The discount retailer said Tuesday it will open 30 small format stores this year, giving it about 62 when all is said and done. Target plans to have more than 130 of these locations open by 2019.
Target refers to the store as "flexible format," which is basically a store that hawks a highly edited assortment of apparel and home goods. It also offers more grab and go food such as pre-made sandwiches that cater to hurried city dwellers. Target has opened the stores across the country in urban areas such as Chicago and Philadelphia in recent years.
"These stores are bringing us into new neighborhoods and to college campuses across the country, expanding our footprint in cities like New York, Philadelphia, Boston and Chicago. We've been really pleased with the stores' performance -- sales productivity in these stores is much higher than the company average and flexible formats consistently meet or exceed their profitability targets," Target Chairman and CEO Brian Cornell explained to TheStreet in an interview last year.
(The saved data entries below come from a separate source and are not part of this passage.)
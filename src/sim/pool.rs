//! Fixed-capacity record pools
//!
//! Bullets, skill instances, FX and damage numbers all live in flat `f32`
//! buffers with one "active" field per record. Allocation scans for the
//! first inactive slot; an active-indices array (plus a reverse map) gives
//! O(active) iteration and O(1) swap-remove release.

/// Bullet record layout
pub mod bullet {
    pub const STRIDE: usize = 9;
    pub const X: usize = 0;
    pub const Y: usize = 1;
    pub const VX: usize = 2;
    pub const VY: usize = 3;
    /// Remaining life in ms
    pub const LIFE: usize = 4;
    pub const ACTIVE: usize = 5;
    /// Weapon type tag
    pub const KIND: usize = 6;
    /// Hits left before the bullet is spent
    pub const PENETRATION: usize = 7;
    pub const DAMAGE: usize = 8;
}

/// Skill instance record layout
pub mod skill {
    pub const STRIDE: usize = 10;
    pub const ANGLE: usize = 0;
    pub const FRAME: usize = 1;
    pub const RADIUS: usize = 2;
    /// Visual scale, also drives hit radius
    pub const SCALE: usize = 3;
    pub const ORBIT_SPEED: usize = 4;
    pub const TIER: usize = 5;
    pub const KIND: usize = 6;
    pub const ELAPSED: usize = 7;
    pub const DURATION: usize = 8;
    pub const ACTIVE: usize = 9;
}

/// FX particle record layout
pub mod fx {
    pub const STRIDE: usize = 9;
    pub const X: usize = 0;
    pub const Y: usize = 1;
    pub const VX: usize = 2;
    pub const VY: usize = 3;
    /// Remaining life in ms
    pub const LIFE: usize = 4;
    pub const KIND: usize = 5;
    pub const FRAME: usize = 6;
    pub const SIZE: usize = 7;
    pub const ACTIVE: usize = 8;
}

/// Damage number record layout
pub mod damage_number {
    pub const STRIDE: usize = 10;
    pub const X: usize = 0;
    pub const Y: usize = 1;
    pub const VX: usize = 2;
    pub const VY: usize = 3;
    /// 1.0 at spawn, fades to 0
    pub const LIFE: usize = 4;
    pub const VALUE: usize = 5;
    pub const CRIT_TIER: usize = 6;
    /// 1.0 for lucky hits
    pub const LUCKY: usize = 7;
    pub const ACTIVE: usize = 8;
    /// Simulation time of the first merged hit (ms)
    pub const SPAWNED_MS: usize = 9;
}

const NO_POSITION: u32 = u32::MAX;

/// Fixed-capacity pool of flat `f32` records
#[derive(Debug, Clone)]
pub struct Pool {
    data: Vec<f32>,
    stride: usize,
    active_field: usize,
    capacity: usize,
    /// Active slot indices, unordered
    active: Vec<u32>,
    /// Position of each slot in `active`, `NO_POSITION` when inactive
    positions: Vec<u32>,
}

impl Pool {
    pub fn new(capacity: usize, stride: usize, active_field: usize) -> Self {
        debug_assert!(active_field < stride);
        Self {
            data: vec![0.0; capacity * stride],
            stride,
            active_field,
            capacity,
            active: Vec::with_capacity(capacity),
            positions: vec![NO_POSITION; capacity],
        }
    }

    pub fn capacity(&self) -> usize {
        self.capacity
    }

    pub fn stride(&self) -> usize {
        self.stride
    }

    /// Number of active records
    #[inline]
    pub fn len(&self) -> usize {
        self.active.len()
    }

    #[inline]
    pub fn is_empty(&self) -> bool {
        self.active.is_empty()
    }

    /// Claim the first inactive slot. `None` when the pool is full.
    pub fn allocate(&mut self) -> Option<usize> {
        if self.active.len() >= self.capacity {
            return None;
        }
        let slot = (0..self.capacity).find(|&i| self.data[i * self.stride + self.active_field] == 0.0)?;
        let base = slot * self.stride;
        self.data[base..base + self.stride].fill(0.0);
        self.data[base + self.active_field] = 1.0;
        self.positions[slot] = self.active.len() as u32;
        self.active.push(slot as u32);
        Some(slot)
    }

    /// Free a slot. Releasing an inactive slot is a no-op.
    pub fn release(&mut self, slot: usize) {
        if slot >= self.capacity {
            return;
        }
        let pos = self.positions[slot];
        if pos == NO_POSITION {
            return;
        }
        self.data[slot * self.stride + self.active_field] = 0.0;
        self.positions[slot] = NO_POSITION;
        let pos = pos as usize;
        let Some(last) = self.active.pop() else {
            return;
        };
        if pos < self.active.len() {
            self.active[pos] = last;
            self.positions[last as usize] = pos as u32;
        }
    }

    #[inline]
    pub fn is_active(&self, slot: usize) -> bool {
        slot < self.capacity && self.positions[slot] != NO_POSITION
    }

    /// Active slot indices (unordered)
    #[inline]
    pub fn active_indices(&self) -> &[u32] {
        &self.active
    }

    /// Slot at position `k` of the active list
    #[inline]
    pub fn active_at(&self, k: usize) -> usize {
        self.active[k] as usize
    }

    #[inline]
    pub fn get(&self, slot: usize, field: usize) -> f32 {
        self.data[slot * self.stride + field]
    }

    #[inline]
    pub fn set(&mut self, slot: usize, field: usize, value: f32) {
        self.data[slot * self.stride + field] = value;
    }

    #[inline]
    pub fn add(&mut self, slot: usize, field: usize, delta: f32) {
        self.data[slot * self.stride + field] += delta;
    }

    #[inline]
    pub fn record(&self, slot: usize) -> &[f32] {
        let base = slot * self.stride;
        &self.data[base..base + self.stride]
    }

    #[inline]
    pub fn record_mut(&mut self, slot: usize) -> &mut [f32] {
        let base = slot * self.stride;
        &mut self.data[base..base + self.stride]
    }

    /// Release every record
    pub fn clear(&mut self) {
        self.data.fill(0.0);
        self.active.clear();
        self.positions.fill(NO_POSITION);
    }

    /// Whole backing buffer (renderers index it with `active_indices`)
    pub fn as_slice(&self) -> &[f32] {
        &self.data
    }

    pub fn as_bytes(&self) -> &[u8] {
        bytemuck::cast_slice(&self.data)
    }
}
At least for now, however, Wall Street could care less about Target's targeting of urban hipsters.
The discount retailer reported fourth-quarter adjusted earnings of $1.45 a share, badly missing Wall Street estimates of $1.51. Same-store sales declined 1.5%, also missing estimates for a 1.3% decline. For comparison, Walmart (WMT) - Get Report U.S. delivered a same-store sales gain of 1.8% during the fourth quarter, propelled by lower prices in food.
Target said it sees full-year earnings of $3.80 to $4.20 a share, markedly below analysts' forecasts of $5.34.
"Efforts have not been enough to win in this challenging marketplace," Cornell said at a meeting with analysts. He added the marketplace is placing "stress" on Target's financial model. Target said it will invest $1 billion this year in operating margins.
"I am surprised like everyone else," Deutsche Bank analyst Paul Trussell told TheStreet via email.
Target shares finished the session sharply lower by 12% to $58.77.